Dicter ses comptes rendus dentaires sans erreurs de dictée
Introduction
Le Dr Bensaïd sort d’un rendez-vous extérieur, entre deux demi-journées au cabinet. Il est dans le couloir, téléphone à la main, sans ordinateur. Il veut juste boucler deux comptes rendus tant qu’il a encore les détails en tête. Il dicte rapidement : la salle d’attente se remplit et la prochaine consultation démarre dans quelques minutes. Plus tard, à la relecture, il tombe sur des phrases qui ne disent pas ce qu’il a réellement dicté.
Problème métier
La dictée vocale dépanne, mais en dentaire elle crée souvent les mêmes confusions. Un “surfaçage” devient “suffrage”. Un “composite” se transforme en “compost”. Une dent “36” apparaît “trente-six” dans une phrase, puis “trois six” ailleurs. Quand le Dr Bensaïd est en déplacement, ou dans une pièce sans ordinateur, il ne peut pas corriger sur le moment. La relecture se retrouve au soir, quand la journée a déjà bien rempli son quota.

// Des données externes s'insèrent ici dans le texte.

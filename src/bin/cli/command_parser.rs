use clap::{Arg, ArgAction, Command};

pub fn arg_parser() -> Command {
    Command::new("booksearch")
        .about("Search the Google Books catalog")
        .multicall(true)
        .subcommand_required(true)
        .subcommand(
            Command::new("search")
                .about("Search for books matching the given terms")
                .arg(
                    Arg::new("terms")
                        .num_args(0..)
                        .action(ArgAction::Append)
                        .trailing_var_arg(true),
                ),
        )
        .subcommand(
            Command::new("open")
                .about("Show the link of a book from the last search")
                .arg(
                    Arg::new("index")
                        .required(true)
                        .value_parser(clap::value_parser!(usize)),
                ),
        )
}

pub fn arg_parser_repl() -> Command {
    arg_parser()
        .subcommand(Command::new("exit").about("Leave the read eval print loop"))
}

pub fn arg_parser_cli() -> Command {
    arg_parser()
        .subcommand(Command::new("repl").about("Launch a read eval print loop"))
        .subcommand(Command::new("config").about("Print the default configuration"))
}

pub fn generate_completions() -> Vec<String> {
    let cmd = arg_parser_repl();
    let mut subcmds = cmd
        .get_subcommands()
        .map(|subcmd| subcmd.get_name().to_string())
        .collect::<Vec<String>>();
    subcmds.sort();
    subcmds
}
use std::time::Duration;

use async_trait::async_trait;
use tracing::{debug, warn};

use crate::{error::SearchError, traits::Fetcher};

pub const DEFAULT_CONNECT_TIMEOUT_MS: u64 = 15_000;
pub const DEFAULT_READ_TIMEOUT_MS: u64 = 10_000;

#[derive(Debug, Clone, Copy, PartialEq, Eq)]
pub struct FetchTimeouts {
    pub connect: Duration,
    /// Time allowed after connecting, up to the last body byte.
    pub read:    Duration,
}

impl FetchTimeouts {
    /// Upper bound for a whole request: connecting plus reading.
    pub fn total(&self) -> Duration {
        self.connect + self.read
    }
}

impl Default for FetchTimeouts {
    fn default() -> Self {
        Self {
            connect: Duration::from_millis(DEFAULT_CONNECT_TIMEOUT_MS),
            read:    Duration::from_millis(DEFAULT_READ_TIMEOUT_MS),
        }
    }
}

/// Plain GET over reqwest.
#[derive(Debug, Clone)]
pub struct HttpFetcher {
    client: reqwest::Client,
}

impl HttpFetcher {
    pub fn new(timeouts: FetchTimeouts) -> Result<Self, SearchError> {
        let client = reqwest::Client::builder()
            .connect_timeout(timeouts.connect)
            .timeout(timeouts.total())
            .build()?;
        Ok(Self { client })
    }
}

#[async_trait]
impl Fetcher for HttpFetcher {
    async fn fetch(&self, url: &str) -> Result<String, SearchError> {
        debug!("GET {url}");
        let resp = self.client.get(url).send().await.map_err(|e| {
            warn!("Request to {url} failed: {e}");
            SearchError::from(e)
        })?;
        let status = resp.status();
        if !status.is_success() {
            warn!("Request to {url} returned {status}");
            return Err(SearchError::HttpStatus(status.as_u16()));
        }
        let body = resp.text().await.map_err(|e| {
            warn!("Reading body of {url} failed: {e}");
            SearchError::from(e)
        })?;
        if body.trim().is_empty() {
            warn!("Request to {url} returned an empty body");
            return Err(SearchError::EmptyResponse);
        }
        Ok(body)
    }
}

#[cfg(test)]
mod tests {
    use pretty_assertions::assert_eq;

    use super::*;

    #[test]
    fn total_covers_connect_and_read() {
        let timeouts = FetchTimeouts::default();
        assert_eq!(timeouts.total(), Duration::from_millis(25_000));
        assert!(timeouts.total() > timeouts.connect);
        assert!(timeouts.total() > timeouts.read);
    }
}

Ce n’est pas qu’une question de temps. C’est aussi ce que ça prend en tête. Il doit se remettre dans le contexte, vérifier les actes, retrouver le bon terme, puis reformuler pour éviter toute ambiguïté. Une erreur, même petite, peut obliger à rouvrir le dossier, ou à se demander si la note sera compréhensible si on lui demande des explications. Au fil des jours, il repousse la finalisation, et les dossiers s’empilent.
Présentation de l’outil
Vodical permet de dicter des notes cliniques depuis un téléphone, puis d’obtenir un texte structuré et plus facile à relire, avec un vocabulaire adapté au médical. Il peut conserver une trame stable (motif, examen, diagnostic, actes, suites) et réduire les formulations qui prêtent à confusion. Le praticien relit ensuite, ajuste une phrase si besoin, puis copie le texte dans le dossier patient dès qu’il retrouve un poste.
Au quotidien, l’idée est simple : il dicte quand il a deux minutes, même hors du cabinet, et il obtient un texte déjà propre. Le but n’est pas d’écrire à sa place, mais de limiter les corrections qui reviennent tous les jours.
Comment le problème est résolu
Si vous vous reconnaissez dans ces relectures tardives, l’usage peut se glisser dans des temps courts. En stérilisation, entre deux patients, ou dans un taxi, il dicte ce qu’il vient de faire, sans chercher la tournure parfaite. Il pose les éléments cliniques, tels qu’ils viennent.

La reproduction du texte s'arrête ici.